Deoxyribonucleic acid, oversimplified: Stores the genetic code that determines everything about you from hair color, height, diseases you are susceptible to, and so on.  Known as a Double Helix. They are the building blocks that make us the same and different, all at the same time.  While your life experiences will help mold you into the person you are, it is traits handed down through your DNA that will arguably possibly make you more likely to do certain things, act certain ways and think about certain things that will lead you to your experiences.

We get 50% of our DNA from each parent who are really just carriers from our grandparents.

The 50% you get from each of your parents will not be the exact same 50% your siblings are given unless you are identical twins.  As an example, let’s say your father’s DNA is labeled 1 thru 100.  You might have been given segments 25 thru 74 while your sister received segments 1 thru 13 and 57 thru 93.  Thus you both only received segments 57 thru 74 that were the same.  This could potentially explain why your hair and eye color are brown and your sister is blonde-haired and blue-eyed, you didn’t receive the same DNA that gave you each those features.  You might have gotten the DNA that governs those traits from your father, since he had dark hair and brown eyes, while your sister got her DNA governing those from your mother who has blonde hair and blue eyes.  Meaning the DNA governing hair and eye color did not fall in the segments 57 thru 74 that we received in common.

What are the main DNA and their tests, used in genealogy?

Autosomal DNA

An overall snapshot of your heritage as it was handed down to you from your grandparents through your parents.  It cannot be 100% accurate but can give you a good idea of how distant a relative might be from you.  This is the test you see advertised by, My heritage and 23 and Me among others.


This is DNA that is handed down from father to son directly, but not to daughters, with very little, if any, difference in the yDNA from generation to generation.  Thus women cannot take this test.  Whether you are related to someone through your direct paternal line or not, is definitive with this test, but it cannot tell you how closely you are related.  This test is offered through sites like Family Tree DNA and is part of the 23 and Me test.
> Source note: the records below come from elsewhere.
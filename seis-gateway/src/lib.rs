//! seis-gateway library interface
//!
//! Channel segment caching and FK/beam orchestration for signal detections.

pub mod api;
pub mod cache;
pub mod clients;
pub mod collaborators;
pub mod converter;
pub mod error;
pub mod models;
pub mod services;
pub mod wire;

pub use crate::error::{ApiError, ApiResult, ComputeError};

use crate::cache::ChannelSegmentCache;
use crate::collaborators::{Collaborators, SignalDetectionStore};
use crate::services::{BeamOrchestrator, ChannelSegmentService, FkOrchestrator};
use axum::Router;
use chrono::{DateTime, Utc};
use seis_common::events::EventBus;
use std::sync::Arc;
use tower_http::trace::TraceLayer;

/// Services sharing one segment cache
pub struct GatewayServices {
    pub segments: Arc<ChannelSegmentService>,
    pub beams: Arc<BeamOrchestrator>,
    pub fk: Arc<FkOrchestrator>,
    pub detections: Arc<dyn SignalDetectionStore>,
}

impl GatewayServices {
    /// Wire the orchestrators over `collaborators` with a fresh cache
    pub fn new(collaborators: Collaborators, event_bus: EventBus) -> Self {
        let cache = Arc::new(ChannelSegmentCache::new());
        Self::with_cache(collaborators, event_bus, cache)
    }

    pub fn with_cache(
        collaborators: Collaborators,
        event_bus: EventBus,
        cache: Arc<ChannelSegmentCache>,
    ) -> Self {
        let segments = Arc::new(ChannelSegmentService::new(
            cache,
            Arc::clone(&collaborators.segments),
            Arc::clone(&collaborators.stations),
        ));

        let beams = Arc::new(BeamOrchestrator::new(
            Arc::clone(&segments),
            Arc::clone(&collaborators.beam),
            Arc::clone(&collaborators.filter),
            Arc::clone(&collaborators.stations),
            Arc::clone(&collaborators.config),
            event_bus.clone(),
        ));

        let fk = Arc::new(FkOrchestrator::new(
            Arc::clone(&segments),
            Arc::clone(&collaborators.fk),
            Arc::clone(&collaborators.detections),
            Arc::clone(&collaborators.config),
            Arc::clone(&beams),
            event_bus,
        ));

        Self {
            segments,
            beams,
            fk,
            detections: collaborators.detections,
        }
    }
}

/// Application state shared across handlers
#[derive(Clone)]
pub struct AppState {
    pub services: Arc<GatewayServices>,
    /// Event bus the orchestrators publish to
    pub event_bus: EventBus,
    /// Service startup timestamp for uptime tracking
    pub startup_time: DateTime<Utc>,
}

impl AppState {
    pub fn new(collaborators: Collaborators, event_bus: EventBus) -> Self {
        let services = GatewayServices::new(collaborators, event_bus.clone());
        Self {
            services: Arc::new(services),
            event_bus,
            startup_time: Utc::now(),
        }
    }
}

/// Build application router
pub fn build_router(state: AppState) -> Router {
    Router::new()
        .merge(api::fk_routes())
        .merge(api::segment_routes())
        .merge(api::health_routes())
        .layer(TraceLayer::new_for_http())
        .with_state(state)
}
DNA that is handed down from mothers to all of her children, this differs from yDNA in that both sexes inherit the mtDNA.  However, although males inherit it, they do not pass it along.  Only females will pass it along.  Both sexes may take this test.  As with yDNA, this test will definitively say you are related through your mother’s line but not how closely.  This test is offered through sites like Family Tree DNA and is part of the 23 and Me test.